— Prompt —
From the entries that follow, reproduce exactly and only the lines from the line with "returns a JSON array of features" to the line with "pub fn new(config: &RegistryConfig)", endpoints included.

Records from a data source
_ _ _ _ _

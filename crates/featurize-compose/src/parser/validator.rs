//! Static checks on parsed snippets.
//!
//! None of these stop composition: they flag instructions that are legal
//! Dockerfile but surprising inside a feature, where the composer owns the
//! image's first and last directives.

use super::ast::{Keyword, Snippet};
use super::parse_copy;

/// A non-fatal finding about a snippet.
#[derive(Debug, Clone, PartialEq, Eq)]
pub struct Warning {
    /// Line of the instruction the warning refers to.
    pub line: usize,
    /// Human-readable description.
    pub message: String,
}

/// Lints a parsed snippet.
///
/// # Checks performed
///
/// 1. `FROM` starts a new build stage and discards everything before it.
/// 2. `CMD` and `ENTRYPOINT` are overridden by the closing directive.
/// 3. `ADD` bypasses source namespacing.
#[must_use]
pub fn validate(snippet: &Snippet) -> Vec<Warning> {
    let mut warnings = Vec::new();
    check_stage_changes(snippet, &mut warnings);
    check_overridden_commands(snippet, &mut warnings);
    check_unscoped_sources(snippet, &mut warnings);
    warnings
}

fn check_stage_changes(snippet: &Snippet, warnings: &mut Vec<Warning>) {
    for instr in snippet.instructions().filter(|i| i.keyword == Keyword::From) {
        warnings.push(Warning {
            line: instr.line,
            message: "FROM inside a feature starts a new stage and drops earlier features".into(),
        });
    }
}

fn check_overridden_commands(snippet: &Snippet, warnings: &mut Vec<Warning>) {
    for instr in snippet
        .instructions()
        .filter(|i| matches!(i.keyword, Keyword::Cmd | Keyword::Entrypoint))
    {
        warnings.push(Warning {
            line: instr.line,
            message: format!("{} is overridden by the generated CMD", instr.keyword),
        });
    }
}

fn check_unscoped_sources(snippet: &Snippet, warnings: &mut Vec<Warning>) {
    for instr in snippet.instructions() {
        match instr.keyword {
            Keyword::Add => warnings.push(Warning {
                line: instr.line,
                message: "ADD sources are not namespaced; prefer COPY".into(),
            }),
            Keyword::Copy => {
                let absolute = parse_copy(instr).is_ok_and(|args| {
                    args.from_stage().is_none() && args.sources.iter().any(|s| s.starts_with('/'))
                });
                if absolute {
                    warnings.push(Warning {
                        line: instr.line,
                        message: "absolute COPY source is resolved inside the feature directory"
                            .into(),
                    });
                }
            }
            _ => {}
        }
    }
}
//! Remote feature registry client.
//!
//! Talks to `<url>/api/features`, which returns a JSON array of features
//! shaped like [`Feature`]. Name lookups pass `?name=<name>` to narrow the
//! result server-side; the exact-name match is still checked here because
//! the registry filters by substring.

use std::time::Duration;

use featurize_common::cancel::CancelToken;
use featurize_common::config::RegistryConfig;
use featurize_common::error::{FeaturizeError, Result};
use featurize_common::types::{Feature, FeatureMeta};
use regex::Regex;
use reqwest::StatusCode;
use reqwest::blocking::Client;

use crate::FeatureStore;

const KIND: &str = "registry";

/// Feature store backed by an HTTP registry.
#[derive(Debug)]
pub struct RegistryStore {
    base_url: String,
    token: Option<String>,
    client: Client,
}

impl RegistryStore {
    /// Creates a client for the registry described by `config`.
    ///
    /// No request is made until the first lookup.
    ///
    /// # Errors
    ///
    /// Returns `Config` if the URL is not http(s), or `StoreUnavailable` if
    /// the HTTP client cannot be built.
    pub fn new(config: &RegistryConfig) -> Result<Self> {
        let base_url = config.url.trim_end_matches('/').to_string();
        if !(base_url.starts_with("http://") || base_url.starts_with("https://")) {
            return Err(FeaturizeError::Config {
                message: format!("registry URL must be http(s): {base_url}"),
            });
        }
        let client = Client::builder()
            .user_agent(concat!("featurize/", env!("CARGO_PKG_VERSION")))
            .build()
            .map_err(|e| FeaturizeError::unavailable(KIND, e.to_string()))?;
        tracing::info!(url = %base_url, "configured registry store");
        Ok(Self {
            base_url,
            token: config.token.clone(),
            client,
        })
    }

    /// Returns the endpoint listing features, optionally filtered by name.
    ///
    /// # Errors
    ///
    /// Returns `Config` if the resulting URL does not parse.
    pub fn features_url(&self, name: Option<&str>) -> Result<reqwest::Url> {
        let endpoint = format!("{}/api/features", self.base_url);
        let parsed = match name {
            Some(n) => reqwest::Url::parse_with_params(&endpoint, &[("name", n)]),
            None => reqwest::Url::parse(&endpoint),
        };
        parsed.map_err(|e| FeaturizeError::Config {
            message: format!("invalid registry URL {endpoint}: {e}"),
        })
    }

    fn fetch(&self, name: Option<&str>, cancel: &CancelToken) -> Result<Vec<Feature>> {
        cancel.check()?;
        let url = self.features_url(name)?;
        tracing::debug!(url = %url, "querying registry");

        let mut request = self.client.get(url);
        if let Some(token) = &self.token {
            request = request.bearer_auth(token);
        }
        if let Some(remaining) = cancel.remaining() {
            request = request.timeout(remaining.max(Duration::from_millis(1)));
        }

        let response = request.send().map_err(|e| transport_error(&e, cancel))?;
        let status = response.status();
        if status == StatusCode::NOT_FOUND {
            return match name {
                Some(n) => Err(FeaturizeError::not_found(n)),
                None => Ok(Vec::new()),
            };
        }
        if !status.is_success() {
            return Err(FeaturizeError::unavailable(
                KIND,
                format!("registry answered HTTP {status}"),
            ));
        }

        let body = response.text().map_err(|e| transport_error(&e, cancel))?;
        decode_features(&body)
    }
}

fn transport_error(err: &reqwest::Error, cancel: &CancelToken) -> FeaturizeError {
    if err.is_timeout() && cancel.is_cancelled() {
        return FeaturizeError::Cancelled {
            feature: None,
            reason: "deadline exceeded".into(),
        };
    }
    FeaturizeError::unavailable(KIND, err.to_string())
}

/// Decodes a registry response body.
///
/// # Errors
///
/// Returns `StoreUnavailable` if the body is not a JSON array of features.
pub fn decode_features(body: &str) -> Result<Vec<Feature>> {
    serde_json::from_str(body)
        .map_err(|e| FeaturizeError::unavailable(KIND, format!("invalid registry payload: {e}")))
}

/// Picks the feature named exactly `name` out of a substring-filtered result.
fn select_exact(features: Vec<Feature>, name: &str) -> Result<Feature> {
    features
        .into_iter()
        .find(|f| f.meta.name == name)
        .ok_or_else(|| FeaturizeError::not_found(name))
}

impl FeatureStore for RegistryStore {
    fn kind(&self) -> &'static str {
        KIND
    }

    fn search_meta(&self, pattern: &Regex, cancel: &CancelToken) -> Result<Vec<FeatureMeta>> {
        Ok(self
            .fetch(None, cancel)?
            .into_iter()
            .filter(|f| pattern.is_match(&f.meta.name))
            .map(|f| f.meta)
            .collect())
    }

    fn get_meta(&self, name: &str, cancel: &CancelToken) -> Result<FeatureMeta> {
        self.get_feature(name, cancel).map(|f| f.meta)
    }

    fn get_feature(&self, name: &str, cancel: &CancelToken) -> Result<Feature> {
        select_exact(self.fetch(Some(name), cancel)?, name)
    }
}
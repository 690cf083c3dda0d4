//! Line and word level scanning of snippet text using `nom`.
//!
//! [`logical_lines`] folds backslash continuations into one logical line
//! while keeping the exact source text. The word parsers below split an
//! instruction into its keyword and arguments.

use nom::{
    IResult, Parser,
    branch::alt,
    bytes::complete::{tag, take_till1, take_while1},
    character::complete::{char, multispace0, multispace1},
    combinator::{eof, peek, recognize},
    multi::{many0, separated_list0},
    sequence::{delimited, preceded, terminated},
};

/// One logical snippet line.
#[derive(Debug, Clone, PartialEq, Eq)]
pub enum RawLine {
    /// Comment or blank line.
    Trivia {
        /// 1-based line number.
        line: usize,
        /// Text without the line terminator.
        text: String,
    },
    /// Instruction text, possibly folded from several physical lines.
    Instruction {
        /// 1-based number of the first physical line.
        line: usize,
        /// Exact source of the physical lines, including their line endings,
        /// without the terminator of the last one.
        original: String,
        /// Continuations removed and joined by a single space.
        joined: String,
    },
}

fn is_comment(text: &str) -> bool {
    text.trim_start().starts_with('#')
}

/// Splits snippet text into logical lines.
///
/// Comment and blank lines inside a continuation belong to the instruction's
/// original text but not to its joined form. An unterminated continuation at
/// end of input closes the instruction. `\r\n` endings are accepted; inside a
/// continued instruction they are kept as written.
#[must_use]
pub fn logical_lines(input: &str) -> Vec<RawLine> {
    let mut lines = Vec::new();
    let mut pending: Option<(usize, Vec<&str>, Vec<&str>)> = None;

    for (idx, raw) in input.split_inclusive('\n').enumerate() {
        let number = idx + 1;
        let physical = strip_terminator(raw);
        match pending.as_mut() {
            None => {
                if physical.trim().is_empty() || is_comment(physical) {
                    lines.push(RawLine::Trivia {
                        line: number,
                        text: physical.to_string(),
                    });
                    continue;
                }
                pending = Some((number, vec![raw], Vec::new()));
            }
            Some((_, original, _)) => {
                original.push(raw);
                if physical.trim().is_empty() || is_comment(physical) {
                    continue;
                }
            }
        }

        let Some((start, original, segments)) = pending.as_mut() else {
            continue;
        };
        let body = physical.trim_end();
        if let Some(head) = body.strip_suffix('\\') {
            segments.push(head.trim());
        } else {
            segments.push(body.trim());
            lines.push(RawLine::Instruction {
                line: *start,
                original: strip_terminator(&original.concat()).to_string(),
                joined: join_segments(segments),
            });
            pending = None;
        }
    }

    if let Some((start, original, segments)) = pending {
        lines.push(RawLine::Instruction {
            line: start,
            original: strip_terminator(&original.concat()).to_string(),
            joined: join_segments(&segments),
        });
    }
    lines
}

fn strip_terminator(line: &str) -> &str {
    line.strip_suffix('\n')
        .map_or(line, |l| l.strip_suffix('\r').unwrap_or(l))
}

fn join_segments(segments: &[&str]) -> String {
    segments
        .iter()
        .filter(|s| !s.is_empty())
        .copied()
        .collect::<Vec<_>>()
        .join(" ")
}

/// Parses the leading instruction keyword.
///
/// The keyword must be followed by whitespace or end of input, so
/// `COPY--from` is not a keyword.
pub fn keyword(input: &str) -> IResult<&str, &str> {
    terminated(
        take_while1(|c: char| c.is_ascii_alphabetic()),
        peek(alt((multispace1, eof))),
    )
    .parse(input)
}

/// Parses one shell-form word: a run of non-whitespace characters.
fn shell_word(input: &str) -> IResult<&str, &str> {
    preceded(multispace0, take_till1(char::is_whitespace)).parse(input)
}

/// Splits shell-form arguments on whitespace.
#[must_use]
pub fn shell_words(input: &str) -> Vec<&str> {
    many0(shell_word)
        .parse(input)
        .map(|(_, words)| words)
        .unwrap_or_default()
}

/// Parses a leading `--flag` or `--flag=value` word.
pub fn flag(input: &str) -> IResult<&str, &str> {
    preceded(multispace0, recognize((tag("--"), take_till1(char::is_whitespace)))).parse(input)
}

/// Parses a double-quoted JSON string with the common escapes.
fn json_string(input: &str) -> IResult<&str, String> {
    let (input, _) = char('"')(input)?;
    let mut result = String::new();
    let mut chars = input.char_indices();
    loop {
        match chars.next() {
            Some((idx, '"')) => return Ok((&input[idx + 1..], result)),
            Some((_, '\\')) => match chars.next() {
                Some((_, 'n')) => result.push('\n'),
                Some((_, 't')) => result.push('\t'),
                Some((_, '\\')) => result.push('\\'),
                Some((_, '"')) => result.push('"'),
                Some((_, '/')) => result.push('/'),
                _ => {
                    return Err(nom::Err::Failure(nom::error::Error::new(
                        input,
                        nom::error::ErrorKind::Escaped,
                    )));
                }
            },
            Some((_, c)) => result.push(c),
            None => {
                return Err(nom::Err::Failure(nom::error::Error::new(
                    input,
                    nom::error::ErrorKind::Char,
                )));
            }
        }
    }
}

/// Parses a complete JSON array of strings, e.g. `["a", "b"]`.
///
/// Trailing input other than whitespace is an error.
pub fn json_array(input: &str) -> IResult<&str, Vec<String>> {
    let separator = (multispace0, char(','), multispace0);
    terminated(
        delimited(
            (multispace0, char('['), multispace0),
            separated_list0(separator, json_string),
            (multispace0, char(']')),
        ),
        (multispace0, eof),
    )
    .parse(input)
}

_ _ _ _ _

— Written response —
//! Talks to `<url>/api/features`, which returns a JSON array of features
//! shaped like [`Feature`]. Name lookups pass `?name=<name>` to narrow the
//! result server-side; the exact-name match is still checked here because
//! the registry filters by substring.

use std::time::Duration;

use featurize_common::cancel::CancelToken;
use featurize_common::config::RegistryConfig;
use featurize_common::error::{FeaturizeError, Result};
use featurize_common::types::{Feature, FeatureMeta};
use regex::Regex;
use reqwest::StatusCode;
use reqwest::blocking::Client;

use crate::FeatureStore;

const KIND: &str = "registry";

/// Feature store backed by an HTTP registry.
#[derive(Debug)]
pub struct RegistryStore {
    base_url: String,
    token: Option<String>,
    client: Client,
}

impl RegistryStore {
    /// Creates a client for the registry described by `config`.
    ///
    /// No request is made until the first lookup.
    ///
    /// # Errors
    ///
    /// Returns `Config` if the URL is not http(s), or `StoreUnavailable` if
    /// the HTTP client cannot be built.
    pub fn new(config: &RegistryConfig) -> Result<Self> {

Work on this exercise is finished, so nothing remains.